── DATA UNDER STUDY ──

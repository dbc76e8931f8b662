//! Data-driven game balance
//!
//! Every gameplay constant lives here so a tester can vary it without
//! touching the simulation. Values can be overridden from a JSON string;
//! fields missing from the JSON keep their defaults.

use serde::{Deserialize, Serialize};
use thiserror::Error;

/// Errors produced while loading or validating tuning values
#[derive(Debug, Error)]
pub enum TuningError {
    #[error("failed to parse tuning JSON: {0}")]
    Parse(#[from] serde_json::Error),
    #[error("invalid tuning value `{field}`: {reason}")]
    Invalid {
        field: &'static str,
        reason: &'static str,
    },
}

/// Gameplay tuning knobs
#[derive(Debug, Clone, PartialEq, Serialize, Deserialize)]
#[serde(default)]
pub struct Tuning {
    /// Number of lanes objects can fall in
    pub lane_count: u32,
    /// Drop speed at the start of a session
    pub base_drop_speed: f32,
    /// Per-frame spawn probability at the start of a session
    pub base_spawn_rate: f32,
    /// Last stage that still receives the regular difficulty bump
    pub stage_cap: u32,
    /// Score needed per stage
    pub points_per_stage: u64,
    /// Score awarded per caught object
    pub catch_bonus: u64,
    /// Regular per-stage increments
    pub drop_speed_step: f32,
    pub spawn_rate_step: f32,
    /// Extra per-stage increments once endless mode is active
    pub endless_drop_speed_step: f32,
    pub endless_spawn_rate_step: f32,
    /// Milliseconds of play per star
    pub star_interval_ms: f64,
    /// Stars needed to enter endless mode
    pub max_stars: u8,
    /// Pixels fallen per (speed unit * millisecond)
    pub fall_scale: f32,
    /// Object height in play-area pixels
    pub object_height: f32,
    /// Object width as a fraction of its lane width (centered)
    pub object_width_ratio: f32,
    /// How long a caught object lingers for its "clicked" animation
    pub catch_flash_ms: f64,
}

impl Default for Tuning {
    fn default() -> Self {
        Self {
            lane_count: 4,
            base_drop_speed: 2.0,
            base_spawn_rate: 0.03,
            stage_cap: 50,
            points_per_stage: 100,
            catch_bonus: 10,
            drop_speed_step: 0.3,
            spawn_rate_step: 0.003,
            endless_drop_speed_step: 0.5,
            endless_spawn_rate_step: 0.005,
            star_interval_ms: 10_000.0,
            max_stars: 3,
            fall_scale: 0.1,
            object_height: 60.0,
            object_width_ratio: 0.8,
            catch_flash_ms: 200.0,
        }
    }
}

impl Tuning {
    /// Parse overrides from JSON and validate the result
    pub fn from_json(json: &str) -> Result<Self, TuningError> {
        let tuning: Tuning = serde_json::from_str(json)?;
        tuning.validate()?;
        Ok(tuning)
    }

    /// Reject values the simulation cannot run with
    pub fn validate(&self) -> Result<(), TuningError> {
        fn invalid(field: &'static str, reason: &'static str) -> Result<(), TuningError> {
            Err(TuningError::Invalid { field, reason })
        }

        if self.lane_count == 0 {
            return invalid("lane_count", "must be at least 1");
        }
        if !(self.base_drop_speed > 0.0) {
            return invalid("base_drop_speed", "must be positive");
        }
        if !(0.0..=1.0).contains(&self.base_spawn_rate) {
            return invalid("base_spawn_rate", "must be within [0, 1]");
        }
        if self.points_per_stage == 0 {
            return invalid("points_per_stage", "must be at least 1");
        }
        if !(self.star_interval_ms > 0.0) {
            return invalid("star_interval_ms", "must be positive");
        }
        for (field, step) in [
            ("drop_speed_step", self.drop_speed_step),
            ("spawn_rate_step", self.spawn_rate_step),
            ("endless_drop_speed_step", self.endless_drop_speed_step),
            ("endless_spawn_rate_step", self.endless_spawn_rate_step),
        ] {
            if !(step >= 0.0) {
                return invalid(field, "must not be negative");
            }
        }
        if self.max_stars == 0 {
            return invalid("max_stars", "must be at least 1");
        }
        if !(self.fall_scale > 0.0) {
            return invalid("fall_scale", "must be positive");
        }
        if !(self.object_height > 0.0) {
            return invalid("object_height", "must be positive");
        }
        if !(self.object_width_ratio > 0.0 && self.object_width_ratio <= 1.0) {
            return invalid("object_width_ratio", "must be within (0, 1]");
        }
        Ok(())
    }
}

#[cfg(test)]
mod tests {
    use super::*;

    #[test]
    fn test_defaults_are_valid() {
        let tuning = Tuning::default();
        assert!(tuning.validate().is_ok());
        assert_eq!(tuning.lane_count, 4);
        assert_eq!(tuning.catch_bonus, 10);
    }

    #[test]
    fn test_partial_json_keeps_defaults() {
        let tuning = Tuning::from_json(r#"{ "lane_count": 6, "catch_bonus": 25 }"#).unwrap();
        assert_eq!(tuning.lane_count, 6);
        assert_eq!(tuning.catch_bonus, 25);
        assert_eq!(tuning.base_drop_speed, 2.0);
        assert_eq!(tuning.star_interval_ms, 10_000.0);
    }

    #[test]
    fn test_invalid_values_rejected() {
        let err = Tuning::from_json(r#"{ "lane_count": 0 }"#).unwrap_err();
        assert!(matches!(err, TuningError::Invalid { field: "lane_count", .. }));

        let err = Tuning::from_json(r#"{ "base_spawn_rate": 1.5 }"#).unwrap_err();
        assert!(matches!(err, TuningError::Invalid { field: "base_spawn_rate", .. }));

        let err = Tuning::from_json(r#"{ "max_stars": 0 }"#).unwrap_err();
        assert!(matches!(err, TuningError::Invalid { field: "max_stars", .. }));

        let err = Tuning::from_json(r#"{ "spawn_rate_step": -0.1 }"#).unwrap_err();
        assert!(matches!(err, TuningError::Invalid { field: "spawn_rate_step", .. }));
    }

    #[test]
    fn test_malformed_json() {
        let err = Tuning::from_json("{ lane_count: ").unwrap_err();
        assert!(matches!(err, TuningError::Parse(_)));
        assert!(err.to_string().starts_with("failed to parse tuning JSON"));
    }
}
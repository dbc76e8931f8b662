//! Presenters for the render hook
//!
//! Canvas 2D in the browser, a text grid everywhere else.

pub mod ascii;
#[cfg(target_arch = "wasm32")]
pub mod canvas;

pub use ascii::AsciiRenderer;
#[cfg(target_arch = "wasm32")]
pub use canvas::CanvasRenderer;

───

TRY IT
Once you have read through the entries above, state how many lines hold the word "Deserialize", giving nothing but the number.

ANSWER FOR THIS EXERCISE
2